She peered into the interior of the car, careful not to touch the glass in case the alarm was supersonic. The dash was devoid of blinking red lights, which hopefully meant no alarm at all. She fished a metal nail file from her purse and frowned. Not nearly long enough to pop the lock from the outside. Maybe she could peel the convertible top back a little and stick the file in that way.

On a hunch, she tried the handle. The door swung open easily. Unlocked. Only the rich.

Quickly, she released the deck lid and beelined it to the rear of the car. At least she knew the engine was in the back instead of the front. But it was downright foreign, an engine for a space ship instead of for a car, but one mechanism was the same. She reached in and wiggled the ignition coil wire loose.

Now nothing would start this car without her help.
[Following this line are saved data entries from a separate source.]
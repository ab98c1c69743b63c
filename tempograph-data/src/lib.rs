//! tempograph-data: sequence sources and minibatch packing for
//! tempograph-core.
//!
//! The engine never enumerates data itself: it asks a [`SequenceSource`]
//! for the next bundle of variable-length sequences within a sample
//! budget, packs them into a [`Minibatch`] whose layout records sequence
//! boundaries and padding, and feeds the packed streams to the graph's
//! input nodes.

pub mod memory;
pub mod packer;
pub mod source;

pub use memory::InMemorySource;
pub use packer::{pack_minibatch, Minibatch};
pub use source::{EpochConfig, Sequence, SequenceSet, SequenceSource, StreamDescription};
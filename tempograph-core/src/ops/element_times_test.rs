#[cfg(test)]
mod tests {
    use crate::layout::FrameRange;
    use crate::matrix::Matrix;
    use crate::ops::{self, BackwardCtx, ForwardCtx, OpKind};

    #[test]
    fn test_element_times_forward() {
        let a = Matrix::from_columns(2, 2, vec![1.0, 2.0, 3.0, 4.0]).unwrap();
        let b = Matrix::from_columns(2, 2, vec![2.0, 2.0, 0.5, 0.5]).unwrap();
        let mut out = Matrix::zeros(2, 2);
        let mut scratch = None;
        let mut ctx = ForwardCtx {
            node_name: "gate",
            kind: &OpKind::ElementTimes,
            inputs: &[&a, &b],
            layout: None,
            frame: FrameRange::all(),
            out: &mut out,
            scratch: &mut scratch,
        };
        ops::forward(&mut ctx).unwrap();
        assert_eq!(out.data(), &[2.0, 4.0, 1.5, 2.0]);
    }

    #[test]
    fn test_element_times_forward_broadcasts_scale() {
        let a = Matrix::from_columns(2, 2, vec![1.0, 2.0, 3.0, 4.0]).unwrap();
        let scale = Matrix::from_columns(2, 1, vec![10.0, 0.1]).unwrap();
        let mut out = Matrix::zeros(2, 2);
        let mut scratch = None;
        let mut ctx = ForwardCtx {
            node_name: "gate",
            kind: &OpKind::ElementTimes,
            inputs: &[&a, &scale],
            layout: None,
            frame: FrameRange::all(),
            out: &mut out,
            scratch: &mut scratch,
        };
        ops::forward(&mut ctx).unwrap();
        assert_eq!(out.data(), &[10.0, 0.2, 30.0, 0.4]);
    }

    #[test]
    fn test_element_times_backward_uses_other_operand() {
        let a = Matrix::from_columns(2, 2, vec![1.0, 2.0, 3.0, 4.0]).unwrap();
        let b = Matrix::from_columns(2, 2, vec![5.0, 6.0, 7.0, 8.0]).unwrap();
        let own_value = Matrix::zeros(2, 2);
        let own_gradient = Matrix::from_columns(2, 2, vec![1.0, 1.0, 1.0, 1.0]).unwrap();
        let mut grad_out = Matrix::zeros(2, 2);
        let mut scratch = None;
        let mut ctx = BackwardCtx {
            node_name: "gate",
            kind: &OpKind::ElementTimes,
            input_index: 0,
            inputs: &[&a, &b],
            own_value: &own_value,
            own_gradient: &own_gradient,
            layout: None,
            frame: FrameRange::all(),
            grad_out: &mut grad_out,
            scratch: &mut scratch,
        };
        ops::backward(&mut ctx).unwrap();
        // dL/da = g * b
        assert_eq!(grad_out.data(), b.data());
    }

    #[test]
    fn test_element_times_backward_collapses_broadcast() {
        let a = Matrix::from_columns(1, 3, vec![2.0, 3.0, 4.0]).unwrap();
        let scale = Matrix::from_columns(1, 1, vec![10.0]).unwrap();
        let own_value = Matrix::zeros(1, 3);
        let own_gradient = Matrix::from_columns(1, 3, vec![1.0, 1.0, 1.0]).unwrap();
        let mut grad_out = Matrix::zeros(1, 1);
        let mut scratch = None;
        let mut ctx = BackwardCtx {
            node_name: "gate",
            kind: &OpKind::ElementTimes,
            input_index: 1,
            inputs: &[&a, &scale],
            own_value: &own_value,
            own_gradient: &own_gradient,
            layout: None,
            frame: FrameRange::all(),
            grad_out: &mut grad_out,
            scratch: &mut scratch,
        };
        ops::backward(&mut ctx).unwrap();
        // dL/dscale = sum(g * a)
        assert_eq!(grad_out.data(), &[9.0]);
    }
}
She closed the deck lid with a quiet click and retrieved her bag. Now, where to wait for Kris?

Wrinkling her nose at the space next to the Dumpster, she settled onto the concrete by the ice machine and tried to relax enough to fall asleep. Not likely with the knowledge this was probably the first of many nights sleeping on the street.

This plan had to work. Had to. Heavy, humid air pressed down on her in the dark silence. Crickets chirped in the field beside the motel, but the music did nothing to take her mind off the panic rolling around in her stomach.
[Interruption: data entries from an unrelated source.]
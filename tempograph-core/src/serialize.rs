//! Versioned persistence of node state.
//!
//! Only configuration and learned state are persisted: parameter payloads,
//! input row counts, delay settings. Wiring, minibatch data and gradients
//! are not. A node writes its operation tag and name followed by a
//! kind-specific payload; on load the container is expected to have
//! consumed the tag and name already (matching nodes to a stored stream),
//! so [`load_state`] reads the payload only.
//!
//! The format is little-endian throughout. Readers accept every version up
//! to [`CURRENT_MODEL_VERSION`]; fields introduced later than the stored
//! version keep their defaults.

use std::io::{Read, Write};

use crate::error::TempoGraphError;
use crate::graph::ComputationGraph;
use crate::matrix::Matrix;
use crate::node::NodeId;
use crate::ops::OpKind;

/// First released model format.
pub const MODEL_VERSION_1: u32 = 1;
/// Adds the parameter update flag and the configurable delay depth.
pub const MODEL_VERSION_2: u32 = 2;
/// Version written by [`save_state`].
pub const CURRENT_MODEL_VERSION: u32 = MODEL_VERSION_2;

const MAX_NAME_BYTES: u32 = 1 << 20;
const MAX_PARAMETER_ELEMENTS: usize = 1 << 28;

fn io_err(e: std::io::Error) -> TempoGraphError {
    TempoGraphError::Serialization(e.to_string())
}

fn write_u32<W: Write>(w: &mut W, v: u32) -> Result<(), TempoGraphError> {
    w.write_all(&v.to_le_bytes()).map_err(io_err)
}

fn write_u64<W: Write>(w: &mut W, v: u64) -> Result<(), TempoGraphError> {
    w.write_all(&v.to_le_bytes()).map_err(io_err)
}

fn write_f32<W: Write>(w: &mut W, v: f32) -> Result<(), TempoGraphError> {
    w.write_all(&v.to_le_bytes()).map_err(io_err)
}

fn write_bool<W: Write>(w: &mut W, v: bool) -> Result<(), TempoGraphError> {
    w.write_all(&[u8::from(v)]).map_err(io_err)
}

fn write_string<W: Write>(w: &mut W, s: &str) -> Result<(), TempoGraphError> {
    write_u32(w, s.len() as u32)?;
    w.write_all(s.as_bytes()).map_err(io_err)
}

fn read_u32<R: Read>(r: &mut R) -> Result<u32, TempoGraphError> {
    let mut buf = [0u8; 4];
    r.read_exact(&mut buf).map_err(io_err)?;
    Ok(u32::from_le_bytes(buf))
}

fn read_u64<R: Read>(r: &mut R) -> Result<u64, TempoGraphError> {
    let mut buf = [0u8; 8];
    r.read_exact(&mut buf).map_err(io_err)?;
    Ok(u64::from_le_bytes(buf))
}

fn read_f32<R: Read>(r: &mut R) -> Result<f32, TempoGraphError> {
    let mut buf = [0u8; 4];
    r.read_exact(&mut buf).map_err(io_err)?;
    Ok(f32::from_le_bytes(buf))
}

fn read_bool<R: Read>(r: &mut R) -> Result<bool, TempoGraphError> {
    let mut buf = [0u8; 1];
    r.read_exact(&mut buf).map_err(io_err)?;
    Ok(buf[0] != 0)
}

fn read_string<R: Read>(r: &mut R) -> Result<String, TempoGraphError> {
    let len = read_u32(r)?;
    if len > MAX_NAME_BYTES {
        return Err(TempoGraphError::Serialization(format!(
            "string of {len} bytes exceeds the format limit"
        )));
    }
    let mut buf = vec![0u8; len as usize];
    r.read_exact(&mut buf).map_err(io_err)?;
    String::from_utf8(buf).map_err(|e| TempoGraphError::Serialization(e.to_string()))
}

fn check_version(version: u32) -> Result<(), TempoGraphError> {
    if version == 0 || version > CURRENT_MODEL_VERSION {
        return Err(TempoGraphError::Serialization(format!(
            "model version {version} is outside the supported range 1..={CURRENT_MODEL_VERSION}"
        )));
    }
    Ok(())
}

/// Writes the node's operation tag and name followed by its kind-specific
/// payload, in the current format.
///
/// # Errors
///
/// [`TempoGraphError::Serialization`] on any write failure.
pub fn save_state<W: Write>(
    graph: &ComputationGraph,
    id: NodeId,
    w: &mut W,
) -> Result<(), TempoGraphError> {
    let node = graph.node(id);
    write_string(w, node.kind().name())?;
    write_string(w, node.name())?;
    match node.kind() {
        OpKind::Parameter {
            rows,
            cols,
            update_enabled,
        } => {
            write_u64(w, *rows as u64)?;
            write_u64(w, *cols as u64)?;
            write_bool(w, *update_enabled)?;
            for v in node.value().data() {
                write_f32(w, *v)?;
            }
            Ok(())
        }
        OpKind::Input { rows } => write_u64(w, *rows as u64),
        OpKind::PastValue {
            delay,
            initial_activation,
        } => {
            write_f32(w, *initial_activation)?;
            write_u64(w, *delay as u64)
        }
        _ => Ok(()),
    }
}

/// Reads the payload [`save_state`] wrote for this node's kind, assuming
/// the caller already consumed the tag and name. Fields newer than
/// `version` keep their defaults: a version-1 parameter loads with updates
/// enabled, a version-1 delay loads with a one-step lookback.
///
/// # Errors
///
/// [`TempoGraphError::Serialization`] for unsupported versions, truncated
/// payloads and malformed data.
pub fn load_state<R: Read>(
    graph: &mut ComputationGraph,
    id: NodeId,
    r: &mut R,
    version: u32,
) -> Result<(), TempoGraphError> {
    check_version(version)?;
    match graph.node(id).kind().clone() {
        OpKind::Parameter { .. } => {
            let rows = read_u64(r)? as usize;
            let cols = read_u64(r)? as usize;
            let update_enabled = if version >= MODEL_VERSION_2 {
                read_bool(r)?
            } else {
                true
            };
            let count = rows.saturating_mul(cols);
            if count > MAX_PARAMETER_ELEMENTS {
                return Err(TempoGraphError::Serialization(format!(
                    "parameter of {rows} x {cols} exceeds the format limit"
                )));
            }
            let mut data = Vec::with_capacity(count);
            for _ in 0..count {
                data.push(read_f32(r)?);
            }
            let value = Matrix::from_columns(rows, cols, data)?;
            graph.restore_parameter(id, value, update_enabled)
        }
        OpKind::Input { .. } => {
            let rows = read_u64(r)? as usize;
            graph.restore_input(id, rows)
        }
        OpKind::PastValue { .. } => {
            let initial_activation = read_f32(r)?;
            let delay = if version >= MODEL_VERSION_2 {
                read_u64(r)? as usize
            } else {
                1
            };
            graph.restore_past_value(id, delay, initial_activation)
        }
        _ => Ok(()),
    }
}

/// Consumes the tag and name header written by [`save_state`]. Container
/// code uses this to match stored node records against a live graph before
/// handing the payload to [`load_state`].
pub fn read_tag_and_name<R: Read>(r: &mut R) -> Result<(String, String), TempoGraphError> {
    let tag = read_string(r)?;
    let name = read_string(r)?;
    Ok((tag, name))
}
What if Kris wasn’t meant to be her knight in shining armor?




Three


Kris examined the engine of Kyla’s car. Nothing seemed out of place, but how would he know if it was? The Ferrari had started fine every time he’d driven it. Why had it picked now, and here, to flake out?

Penance, for the delay. That’s why. Kyla had undoubtedly cursed it, then texted him to bring it to her in Dallas, pretty please. He should have shipped the car instead of driving it. She wouldn’t have cared either way, but no. He’d driven to allow time to obsess over the inflexible Hollywood machine. Muttering slurs on Italian engineers, he yanked his phone out of his back pocket.
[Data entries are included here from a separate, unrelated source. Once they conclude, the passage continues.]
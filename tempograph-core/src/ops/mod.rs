//! Operator kinds and their kernels.
//!
//! Every node carries one [`OpKind`]; capability queries on the tag replace
//! per-operator subclassing. Each operator family lives in its own file with
//! its shape rule, forward kernel and input-gradient kernel, all
//! frame-addressed. The graph dispatches through [`forward`] and
//! [`backward`] here.

mod element_times;
mod leaf;
mod past_value;
mod plus;
mod sigmoid;
mod sum_of_squares;
mod times;

pub use leaf::{init_gaussian, init_uniform};

use crate::error::TempoGraphError;
use crate::layout::{FrameRange, MinibatchLayout};
use crate::matrix::Matrix;

/// Tagged operator kind of a node.
#[derive(Debug, Clone, PartialEq)]
pub enum OpKind {
    /// Learnable leaf with a persistent `rows x cols` value.
    Parameter {
        rows: usize,
        cols: usize,
        /// Cleared to freeze the parameter: no gradient is kept for it.
        update_enabled: bool,
    },
    /// Externally fed leaf; `rows` is fixed, columns track the bound layout.
    Input { rows: usize },
    /// Element-wise sum, with column broadcast for `rows x 1` operands.
    Plus,
    /// Element-wise product, with the same broadcast rule as `Plus`.
    ElementTimes,
    /// Matrix product `left * right`; the left operand is a layout-free
    /// full matrix, the right is addressed per column.
    Times,
    /// Element-wise logistic function.
    Sigmoid,
    /// Reads its input `delay` timesteps in the past; emits
    /// `initial_activation` wherever the lookback crosses a sequence start.
    PastValue { delay: usize, initial_activation: f32 },
    /// Whole-batch sum-of-squared-differences criterion with a scalar
    /// output, `0.5 * sum((a - b)^2)` over the valid cells.
    SumOfSquares,
}

impl OpKind {
    /// Operation tag used in logs, error messages and persisted state.
    pub fn name(&self) -> &'static str {
        match self {
            OpKind::Parameter { .. } => "Parameter",
            OpKind::Input { .. } => "Input",
            OpKind::Plus => "Plus",
            OpKind::ElementTimes => "ElementTimes",
            OpKind::Times => "Times",
            OpKind::Sigmoid => "Sigmoid",
            OpKind::PastValue { .. } => "PastValue",
            OpKind::SumOfSquares => "SumOfSquares",
        }
    }

    /// Number of inputs the operator expects; checked when wiring.
    pub fn arity(&self) -> usize {
        match self {
            OpKind::Parameter { .. } | OpKind::Input { .. } => 0,
            OpKind::Sigmoid | OpKind::PastValue { .. } => 1,
            OpKind::Plus | OpKind::ElementTimes | OpKind::Times | OpKind::SumOfSquares => 2,
        }
    }

    /// True for operators whose semantics span the whole minibatch. The
    /// scheduler refuses to hand them a partial frame and rejects them as
    /// recurrent loop members.
    pub fn whole_batch_only(&self) -> bool {
        matches!(self, OpKind::SumOfSquares)
    }

    /// True when the operator reads its input across timesteps: inside a
    /// recurrent loop its input edge counts as delayed, never as a
    /// same-instant dependency.
    pub fn is_delay(&self) -> bool {
        matches!(self, OpKind::PastValue { .. })
    }

    pub fn is_learnable(&self) -> bool {
        matches!(self, OpKind::Parameter { .. })
    }

    /// Operators that opt out of scheduler-applied gap masking and keep
    /// padding out of their results themselves.
    ///
    /// The claim is a documented precondition of the operator, not a
    /// verified one: the engine trusts it and never checks that gap columns
    /// were actually handled.
    pub fn handles_own_masking(&self) -> bool {
        matches!(self, OpKind::SumOfSquares)
    }

    /// Whether this node's buffers track the bound minibatch layout.
    /// Layout-free nodes (parameters, scalar criteria) are neither resized
    /// per minibatch nor masked.
    pub fn carries_layout(&self) -> bool {
        !matches!(self, OpKind::Parameter { .. } | OpKind::SumOfSquares)
    }

    /// Scratch buffer shape the operator wants across a forward/backward
    /// sweep pair, if any.
    pub(crate) fn scratch_shape(
        &self,
        value: (usize, usize),
        first_input: Option<(usize, usize)>,
    ) -> Option<(usize, usize)> {
        match self {
            OpKind::Sigmoid => Some(value),
            OpKind::SumOfSquares => first_input,
            _ => None,
        }
    }
}

/// Shape facts about one input, collected by validation.
#[derive(Debug, Clone, Copy)]
pub(crate) struct ShapeInfo<'a> {
    pub name: &'a str,
    pub rows: usize,
    pub cols: usize,
    pub has_layout: bool,
}

/// Inputs handed to a forward kernel.
pub(crate) struct ForwardCtx<'a> {
    pub node_name: &'a str,
    pub kind: &'a OpKind,
    /// Value buffers of the node's inputs, in wiring order.
    pub inputs: &'a [&'a Matrix],
    /// The node's own layout, or its first input's when the node itself is
    /// layout-free (criteria read layout-bound inputs).
    pub layout: Option<&'a MinibatchLayout>,
    pub frame: FrameRange,
    pub out: &'a mut Matrix,
    pub scratch: &'a mut Option<Matrix>,
}

/// Inputs handed to an input-gradient kernel.
pub(crate) struct BackwardCtx<'a> {
    pub node_name: &'a str,
    pub kind: &'a OpKind,
    pub input_index: usize,
    pub inputs: &'a [&'a Matrix],
    pub own_value: &'a Matrix,
    pub own_gradient: &'a Matrix,
    pub layout: Option<&'a MinibatchLayout>,
    pub frame: FrameRange,
    /// Gradient buffer of the selected input. Kernels add, never overwrite:
    /// the buffer is shared between every consumer of that input.
    pub grad_out: &'a mut Matrix,
    pub scratch: &'a mut Option<Matrix>,
}

/// Runs the forward kernel for the node's kind over the selected frame.
pub(crate) fn forward(ctx: &mut ForwardCtx<'_>) -> Result<(), TempoGraphError> {
    if ctx.kind.whole_batch_only() && !ctx.frame.is_whole_batch() {
        return Err(TempoGraphError::WholeBatchOnly {
            node: ctx.node_name.to_string(),
            operation: ctx.kind.name().to_string(),
        });
    }
    match ctx.kind {
        OpKind::Parameter { .. } | OpKind::Input { .. } => leaf::forward(ctx),
        OpKind::Plus => plus::forward(ctx),
        OpKind::ElementTimes => element_times::forward(ctx),
        OpKind::Times => times::forward(ctx),
        OpKind::Sigmoid => sigmoid::forward(ctx),
        OpKind::PastValue { .. } => past_value::forward(ctx),
        OpKind::SumOfSquares => sum_of_squares::forward(ctx),
    }
}

/// Adds this node's contribution for one input into that input's gradient.
pub(crate) fn backward(ctx: &mut BackwardCtx<'_>) -> Result<(), TempoGraphError> {
    if ctx.kind.whole_batch_only() && !ctx.frame.is_whole_batch() {
        return Err(TempoGraphError::WholeBatchOnly {
            node: ctx.node_name.to_string(),
            operation: ctx.kind.name().to_string(),
        });
    }
    match ctx.kind {
        OpKind::Parameter { .. } | OpKind::Input { .. } => Err(TempoGraphError::InternalError(
            format!("gradient dispatch reached leaf '{}'", ctx.node_name),
        )),
        OpKind::Plus => plus::backward(ctx),
        OpKind::ElementTimes => element_times::backward(ctx),
        OpKind::Times => times::backward(ctx),
        OpKind::Sigmoid => sigmoid::backward(ctx),
        OpKind::PastValue { .. } => past_value::backward(ctx),
        OpKind::SumOfSquares => sum_of_squares::backward(ctx),
    }
}

/// Output shape rule for the kind. Zero dimensions mean "not settled yet"
/// during iterative validation and are tolerated; genuine inconsistencies
/// between settled dimensions fail immediately.
pub(crate) fn infer_shape(
    kind: &OpKind,
    node_name: &str,
    inputs: &[ShapeInfo<'_>],
    current: (usize, usize),
) -> Result<(usize, usize), TempoGraphError> {
    match kind {
        OpKind::Parameter { rows, cols, .. } => Ok((*rows, *cols)),
        OpKind::Input { rows } => Ok((*rows, current.1)),
        OpKind::Plus | OpKind::ElementTimes => binary_zip_shape(kind, node_name, inputs),
        OpKind::Times => times::infer_shape(node_name, inputs),
        OpKind::Sigmoid | OpKind::PastValue { .. } => Ok((inputs[0].rows, inputs[0].cols)),
        OpKind::SumOfSquares => sum_of_squares::infer_shape(node_name, inputs),
    }
}

/// Final-pass checks for one node: empty-input rejection plus per-kind
/// wiring rules that only make sense once shapes have settled.
pub(crate) fn validate_final(
    kind: &OpKind,
    node_name: &str,
    inputs: &[ShapeInfo<'_>],
) -> Result<(), TempoGraphError> {
    for inp in inputs {
        // A zero-column buffer is legitimate only while the input carries a
        // layout and no minibatch has been bound yet.
        if inp.rows == 0 || (inp.cols == 0 && !inp.has_layout) {
            return Err(TempoGraphError::EmptyInput {
                node: node_name.to_string(),
                operation: kind.name().to_string(),
                input: inp.name.to_string(),
            });
        }
    }
    match kind {
        OpKind::Times => {
            if inputs[0].has_layout {
                return Err(TempoGraphError::InvalidWiring {
                    node: node_name.to_string(),
                    operation: kind.name().to_string(),
                    message: "left operand must be a layout-free full matrix".to_string(),
                });
            }
            Ok(())
        }
        OpKind::PastValue { delay, .. } => {
            if *delay == 0 {
                return Err(TempoGraphError::InvalidWiring {
                    node: node_name.to_string(),
                    operation: kind.name().to_string(),
                    message: "delay must be at least one step".to_string(),
                });
            }
            if !inputs[0].has_layout {
                return Err(TempoGraphError::InvalidWiring {
                    node: node_name.to_string(),
                    operation: kind.name().to_string(),
                    message: "delayed input must carry the minibatch layout".to_string(),
                });
            }
            Ok(())
        }
        _ => Ok(()),
    }
}

/// Shared shape rule of the element-wise binary operators: rows must agree,
/// columns must agree or one side is a broadcast `rows x 1` vector.
fn binary_zip_shape(
    kind: &OpKind,
    node_name: &str,
    inputs: &[ShapeInfo<'_>],
) -> Result<(usize, usize), TempoGraphError> {
    let (a, b) = (inputs[0], inputs[1]);
    if a.rows != 0 && b.rows != 0 && a.rows != b.rows {
        return Err(TempoGraphError::ShapeMismatch {
            node: node_name.to_string(),
            operation: kind.name().to_string(),
            expected: (a.rows, a.cols),
            actual: (b.rows, b.cols),
        });
    }
    let rows = if a.rows != 0 { a.rows } else { b.rows };
    let cols = match (a.cols, b.cols) {
        (0, c) | (c, 0) => c,
        (1, c) | (c, 1) => c,
        (c1, c2) if c1 == c2 => c1,
        _ => {
            return Err(TempoGraphError::ShapeMismatch {
                node: node_name.to_string(),
                operation: kind.name().to_string(),
                expected: (a.rows, a.cols),
                actual: (b.rows, b.cols),
            })
        }
    };
    Ok((rows, cols))
}

/// Resolves a frame selection to a contiguous `(first_column, count)` range
/// of a `cols`-wide buffer.
pub(crate) fn resolve_span(
    frame: FrameRange,
    layout: Option<&MinibatchLayout>,
    cols: usize,
    node_name: &str,
    op: &str,
) -> Result<(usize, usize), TempoGraphError> {
    if frame.is_whole_batch() {
        return Ok((0, cols));
    }
    let layout = layout.ok_or_else(|| TempoGraphError::LayoutMissing {
        node: node_name.to_string(),
        operation: op.to_string(),
    })?;
    frame
        .column_span(layout)
        .ok_or_else(|| TempoGraphError::FrameOutOfRange {
            node: node_name.to_string(),
            operation: op.to_string(),
            time: frame.time().unwrap_or(0),
            steps: layout.steps(),
        })
}

/// Column view of `m` for output column `j`, honoring `rows x 1` broadcast.
pub(crate) fn broadcast_column(m: &Matrix, j: usize) -> &[f32] {
    if m.cols() == 1 {
        m.column(0)
    } else {
        m.column(j)
    }
}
“Car problems, chief?” VJ’s honeyed drawl rang out from behind him.

He grinned, strangely elated, and twisted to greet her. Whatever he’d been about to say died in his throat.

With a succinct curse, he ran a thumb over the welt on her upper cheek. “What happened to your face?”

She flinched and turned away, but he hooked a finger under her chin and guided her face into the sunlight. The injury wasn’t bad enough to need medical attention but quick-burning rage flared up behind his rib cage nonetheless.

“Who did that to you?” he demanded. “One of your brothers?”

She better start naming names really fast before he tore this town apart, redneck by redneck, until someone else spilled. VJ was small, so small. How could anyone strike her with force hard enough to bruise?

“Nobody. I tripped.” She shifted her gaze to the ground and pulled her chin from his fingers. “It was dark.”

“Right.”

The maids rearranged the furniture again, my darling, his mother used to say. Regardless of the continent, the excuses were equally as ineffective, as if he was both blind and stupid. This time, he wasn’t a scared kid, hiding in his room, creating stories in his head where he controlled what the characters did and it all turned out happy in the end.

Fury curled his hands into fists. He’d never been able to help his mother, distancing himself further and further from a powerless situation. Distancing himself from the rage, the only defense he had against turning into his father.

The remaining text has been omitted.